JPH0456616B2 - - Google Patents

Description

DETAILED DESCRIPTION OF THE INVENTION Field of Industrial Application The present invention relates to a cooking device such as a rice cooker used in general households.

Conventional technology A rice cooker using a conventional microcomputer uses a pulse signal near zero volts of the commercial power supply voltage (period of half the power supply frequency, hereinafter referred to as [zero volt pulse] ZVP) output by a zero volt pulse generating means. It operates in synchronization with
In addition, this ZVP was counted and used as a reference for time measurement, and the timing of load control such as tri-attack was determined. Therefore, this ZVP must always be read into the microcomputer, and the series of processing for the rice cooker control program must be performed within this ZVP cycle (8.3 mS, 50 Hz if the power frequency is 60 Hz).
Then, it was necessary to finish the process in 10 mS).

Problems to be Solved by the Invention As described above, in the conventional method, there is a restriction on the processing time of keeping a series of processing of a control program within a half period of the power supply frequency, and data input processing such as temperature input and key input In order to avoid inputting incorrect values due to noise, etc., and in the case of input data whose state changes, after the state completely changes,
Since the data had to be input into a microcomputer for the first time, it was desirable to take as long a time as possible to execute the data input process. However, due to the above restrictions, it was not possible to make the length too long.

The present invention has been made in view of these problems, and provides a cooking device in which the control program itself remains synchronized with the power supply voltage at zero volts, and the time required for temperature and key input processing is approximately half the cycle of the power supply frequency. The purpose is to provide

Means for Solving the Problems In order to solve the above problems, the present invention maintains the control program itself in synchronization with the power supply voltage at zero volts, and processes sequence processing and temperature/key input processing in one cycle of the power supply frequency. In this method, the positive phase and negative phase are separated.

Effect: With the above means, the execution time of the data input process can be extended to approximately half the cycle of the power supply frequency, so that input of erroneous data values due to noise or the like is further reduced.

Embodiment FIG. 1 shows an example of a rice cooker as a cooking device of the present invention.

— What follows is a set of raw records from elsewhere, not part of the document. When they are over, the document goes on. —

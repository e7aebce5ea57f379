// src/models/user.rs

use std::sync::LazyLock;

use regex::Regex;
use serde::{Deserialize, Serialize};
use sqlx::FromRow;
use validator::Validate;

/// 24-hour "HH:MM".
pub static REMINDER_TIME_RE: LazyLock<Regex> =
    LazyLock::new(|| Regex::new(r"^([01][0-9]|2[0-3]):[0-5][0-9]$").expect("valid regex"));

/// Represents the 'users' table in the database.
#[derive(Debug, Clone, FromRow, Serialize, Deserialize)]
pub struct User {
    pub id: i64,

    pub email: String,

    /// Argon2 password hash.
    /// Skipped during serialization to prevent leaking sensitive data.
    #[serde(skip)]
    pub password: String,

    pub email_notifications_enabled: bool,

    /// UTC time of day ("HH:MM") at which a reminder is due.
    pub reminder_time: Option<String>,

    pub time_zone: String,

    pub created_at: Option<chrono::DateTime<chrono::Utc>>,
}

/// A subject who should receive a reminder.
#[derive(Debug, Clone, PartialEq, FromRow, Serialize)]
pub struct ReminderRecipient {
    pub id: i64,
    pub email: String,
}

/// DTO for creating a new user (Registration).
#[derive(Debug, Deserialize, Validate)]
pub struct CreateUserRequest {
    #[validate(
        email(message = "A valid email address is required."),
        length(max = 254)
    )]
    pub email: String,
    #[validate(length(
        min = 8,
        max = 128,
        message = "Password length must be between 8 and 128 characters."
    ))]
    pub password: String,
}

/// DTO for user login.
#[derive(Debug, Deserialize, Validate)]
pub struct LoginRequest {
    #[validate(length(min = 1, max = 254))]
    pub email: String,
    #[validate(length(min = 1, max = 128))]
    pub password: String,
}

/// DTO for updating reminder preferences.
#[derive(Debug, Deserialize, Validate)]
#[serde(rename_all = "camelCase")]
pub struct NotificationPreferencesRequest {
    pub enabled: bool,
    #[validate(regex(
        path = *REMINDER_TIME_RE,
        message = "Reminder time must be HH:MM (24-hour, UTC)."
    ))]
    pub reminder_time: String,
    #[validate(length(min = 1, max = 64))]
    pub time_zone: String,
}
// src/scoring/cpt.rs

//! Continuous-performance test scoring.

use serde::{Deserialize, Serialize};

use crate::{
    metrics::stats,
    models::cognitive::{CptEvent, CptEventKind, CptOutcome, CptSummary, ScoredTest},
};

#[derive(Debug, Clone, PartialEq, Serialize, Deserialize)]
#[serde(rename_all = "camelCase")]
pub struct CptStimulus {
    #[serde(default)]
    pub value: String,
    #[serde(default)]
    pub is_target: bool,
    #[serde(default)]
    pub presented_at: f64,
}

#[derive(Debug, Clone, PartialEq, Serialize, Deserialize)]
#[serde(rename_all = "camelCase")]
pub struct CptResponse {
    #[serde(default)]
    pub stimulus: String,
    #[serde(default)]
    pub is_target: bool,
    #[serde(default)]
    pub response_time: f64,
    #[serde(default)]
    pub stimulus_index: i32,
}

/// Raw trial log posted by the client-side CPT runner.
#[derive(Debug, Clone, PartialEq, Serialize, Deserialize)]
#[serde(rename_all = "camelCase")]
pub struct CptRawData {
    #[serde(default)]
    pub test_start_time: f64,
    #[serde(default)]
    pub test_end_time: f64,
    #[serde(default)]
    pub stimuli_presented: Vec<CptStimulus>,
    #[serde(default)]
    pub responses: Vec<CptResponse>,
    #[serde(default)]
    pub settings: serde_json::Map<String, serde_json::Value>,
}

impl CptRawData {
    pub fn total_targets(&self) -> usize {
        self.stimuli_presented.iter().filter(|s| s.is_target).count()
    }

    pub fn total_non_targets(&self) -> usize {
        self.stimuli_presented.len() - self.total_targets()
    }

    pub fn correct_detections(&self) -> usize {
        self.responses.iter().filter(|r| r.is_target).count()
    }

    pub fn commission_errors(&self) -> usize {
        self.responses.iter().filter(|r| !r.is_target).count()
    }

    /// Targets with no response. Never negative, even if the client logged
    /// more target responses than targets.
    pub fn omission_errors(&self) -> usize {
        self.total_targets().saturating_sub(self.correct_detections())
    }

    fn target_reaction_times(&self) -> Vec<f64> {
        self.responses
            .iter()
            .filter(|r| r.is_target)
            .map(|r| r.response_time)
            .collect()
    }
}

fn rate(numerator: usize, denominator: usize) -> f64 {
    if denominator == 0 {
        return 0.0;
    }
    numerator as f64 / denominator as f64
}

fn count(n: usize) -> i32 {
    i32::try_from(n).unwrap_or(i32::MAX)
}

pub fn summarize(data: &CptRawData) -> CptSummary {
    let targets = data.total_targets();
    let reaction_times = data.target_reaction_times();

    CptSummary {
        correct_detections: count(data.correct_detections()),
        commission_errors: count(data.commission_errors()),
        omission_errors: count(data.omission_errors()),
        average_reaction_time: stats::mean(&reaction_times).unwrap_or(0.0),
        reaction_time_sd: stats::sample_std_dev(&reaction_times).unwrap_or(0.0),
        detection_rate: rate(data.correct_detections(), targets),
        omission_error_rate: rate(data.omission_errors(), targets),
        commission_error_rate: rate(data.commission_errors(), data.total_non_targets()),
    }
}

/// One stimulus event per presentation followed by one response event per response.
pub fn events(data: &CptRawData) -> Vec<CptEvent> {
    let stimuli = data.stimuli_presented.iter().map(|s| CptEvent {
        stimulus_value: s.value.clone(),
        is_target: s.is_target,
        kind: CptEventKind::Stimulus {
            presented_at: s.presented_at,
        },
    });
    let responses = data.responses.iter().map(|r| CptEvent {
        stimulus_value: r.stimulus.clone(),
        is_target: r.is_target,
        kind: CptEventKind::Response {
            response_time: r.response_time,
            stimulus_index: r.stimulus_index,
        },
    });
    stimuli.chain(responses).collect()
}

/// Scores a raw CPT payload, keeping it verbatim as `raw_data`.
pub fn score(raw: serde_json::Value) -> Result<CptOutcome, serde_json::Error> {
    let data: CptRawData = serde_json::from_value(raw.clone())?;
    Ok(ScoredTest {
        summary: summarize(&data),
        details: events(&data),
        raw_data: raw,
    })
}

#[cfg(test)]
mod tests {
    use super::*;

    fn stimulus(value: &str, is_target: bool, at: f64) -> CptStimulus {
        CptStimulus {
            value: value.to_string(),
            is_target,
            presented_at: at,
        }
    }

    fn response(is_target: bool, rt: f64, index: i32) -> CptResponse {
        CptResponse {
            stimulus: if is_target { "X".into() } else { "A".into() },
            is_target,
            response_time: rt,
            stimulus_index: index,
        }
    }

    /// 10 targets, 10 non-targets, 8 hits and 1 false alarm.
    fn scenario() -> CptRawData {
        let mut stimuli = Vec::new();
        for i in 0..20 {
            let is_target = i % 2 == 0;
            let value = if is_target { "X" } else { "A" };
            stimuli.push(stimulus(value, is_target, i as f64 * 1000.0));
        }
        let mut responses: Vec<CptResponse> = (0..8)
            .map(|i| response(true, 400.0 + i as f64 * 10.0, i * 2))
            .collect();
        responses.push(response(false, 350.0, 1));

        CptRawData {
            test_start_time: 0.0,
            test_end_time: 20_000.0,
            stimuli_presented: stimuli,
            responses,
            settings: Default::default(),
        }
    }

    #[test]
    fn test_scenario_rates() {
        let summary = summarize(&scenario());
        assert_eq!(summary.correct_detections, 8);
        assert_eq!(summary.omission_errors, 2);
        assert_eq!(summary.commission_errors, 1);
        assert!((summary.detection_rate - 0.8).abs() < 1e-9);
        assert!((summary.omission_error_rate - 0.2).abs() < 1e-9);
        assert!((summary.commission_error_rate - 0.1).abs() < 1e-9);
        assert_eq!(summary.omission_errors + summary.correct_detections, 10);
    }

    #[test]
    fn test_reaction_time_uses_only_target_responses() {
        let summary = summarize(&scenario());
        // Hits at 400..=470 ms; the 350 ms false alarm is excluded.
        assert!((summary.average_reaction_time - 435.0).abs() < 1e-9);
        // Sample SD of 400, 410, ..., 470.
        assert!((summary.reaction_time_sd - 24.494_897).abs() < 1e-5);
    }

    #[test]
    fn test_zero_denominators_yield_zero() {
        let summary = summarize(&CptRawData {
            test_start_time: 0.0,
            test_end_time: 0.0,
            stimuli_presented: vec![],
            responses: vec![],
            settings: Default::default(),
        });
        assert_eq!(summary.detection_rate, 0.0);
        assert_eq!(summary.omission_error_rate, 0.0);
        assert_eq!(summary.commission_error_rate, 0.0);
        assert_eq!(summary.average_reaction_time, 0.0);
        assert_eq!(summary.reaction_time_sd, 0.0);
    }

    #[test]
    fn test_events_cover_stimuli_and_responses() {
        let data = scenario();
        let events = events(&data);
        assert_eq!(events.len(), 29);
        assert_eq!(events[0].kind.label(), "stimulus");
        assert_eq!(events[0].kind.presented_at(), Some(0.0));
        assert_eq!(events[0].kind.response_time(), None);

        let last = events.last().unwrap();
        assert_eq!(last.kind.label(), "response");
        assert_eq!(last.kind.stimulus_index(), Some(1));
        assert!(!last.is_target);
    }

    #[test]
    fn test_parses_client_payload() {
        let raw = r#"{
            "testStartTime": 10.5, "testEndTime": 900.0,
            "stimuliPresented": [{"value": "X", "isTarget": true, "presentedAt": 12.0}],
            "responses": [{"stimulus": "X", "isTarget": true, "responseTime": 321.0, "stimulusIndex": 0}],
            "settings": {"targetLetter": "X"}
        }"#;
        let outcome = score(serde_json::from_str(raw).unwrap()).unwrap();
        assert_eq!(outcome.summary.detection_rate, 1.0);
        assert_eq!(outcome.details.len(), 2);
        assert_eq!(outcome.raw_data["settings"]["targetLetter"], "X");
    }

    #[test]
    fn test_response_without_index_still_scores() {
        let raw = r#"{
            "stimuliPresented": [{"value": "X", "isTarget": true}],
            "responses": [{"isTarget": true, "responseTime": 300.0}],
            "sessionId": "abc"
        }"#;
        let outcome = score(serde_json::from_str(raw).unwrap()).unwrap();
        assert_eq!(outcome.summary.correct_detections, 1);
        assert_eq!(outcome.details[0].kind.presented_at(), Some(0.0));
        assert_eq!(outcome.details[1].kind.stimulus_index(), Some(0));
        assert_eq!(outcome.raw_data["sessionId"], "abc");
    }
}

In FIG. 1, 1 is a sequence processing unit that processes the rice cooking sequence of the rice cooker, 2 is a temperature/key input processing unit that performs data input processing, and 3 is a temperature/key input processing unit that measures time and interacts with the sequence processing unit 1. This is a processing/switching section that switches between the key input processing section 2 and the key input processing section 2. 4 is a microcomputer, and the sequence processing section 1, temperature/key input processing section 2, and processing/switching section 3 are realized by programs. Reference numeral 5 denotes a zero volt pulse generating means, which generates a positive pulse near zero volt of the commercial power supply voltage.
The pulses from this zero-volt pulse generation means 5 are input to the microcomputer 4, and the processing/switching section 3 counts the pulses to measure time and switches between the sequence processing section 1 and the temperature/key input processing section 2. be.

The operation of the above configuration will now be described.
As shown in FIG. 2, zero volt pulse generating means 5
This generates ZVP, which is input to the microcomputer 4, which is counted and time measured by the processing/switching unit 3, and the timing of each load control such as try-out is determined, and then the sequence processing unit 1 and the temperature - The key input processing section 2 is switched, and the execution operation of the microcomputer 4 is switched. Thereafter, the processing/switching unit 3 measures the time and takes load control timing every time ZVP is output by the zero-volt pulse generating means 5.
Necessary processing is performed for each P, and the sequence processing section 1 and the temperature/key input processing section 2 are switched.

Effects of the Invention As described above, according to the present invention, necessary processing for each ZVP, such as time measurement and load control timing, is performed in ZVP synchronization, and sequence processing and temperature/key input processing are processed and switched. Since the positive phase and negative phase are performed separately within one cycle of the power supply frequency, the execution time for temperature and key input processing increases, and As a result, it is possible to avoid inputting erroneous values of input data.

[Brief explanation of the drawing]

FIG. 1 is a block diagram of the main parts of an embodiment of the cooking device of the present invention, and FIG. 2 is a timing chart showing the operation. DESCRIPTION OF SYMBOLS 1... Sequence processing section, 2... Temperature/key input processing section, 3... Processing/switching section, 4... Microcomputer, 5... Zero-volt pulse generation means.

Claims (1)

[Claims] 1 Equipped with a zero-volt pulse generating means that generates a positive pulse near zero volts of the commercial power supply voltage, and a microcomputer to which the pulse generation of the zero-volt pulse generating means is input, and the microcomputer is configured to process a cooking sequence. a temperature/key input processing unit that performs data input processing, a temperature/key input processing unit that measures time by counting pulses of the zero volt pulse generation means, and a temperature/key input processing unit that performs data input processing. A cooking device comprising a switching processing/switching section.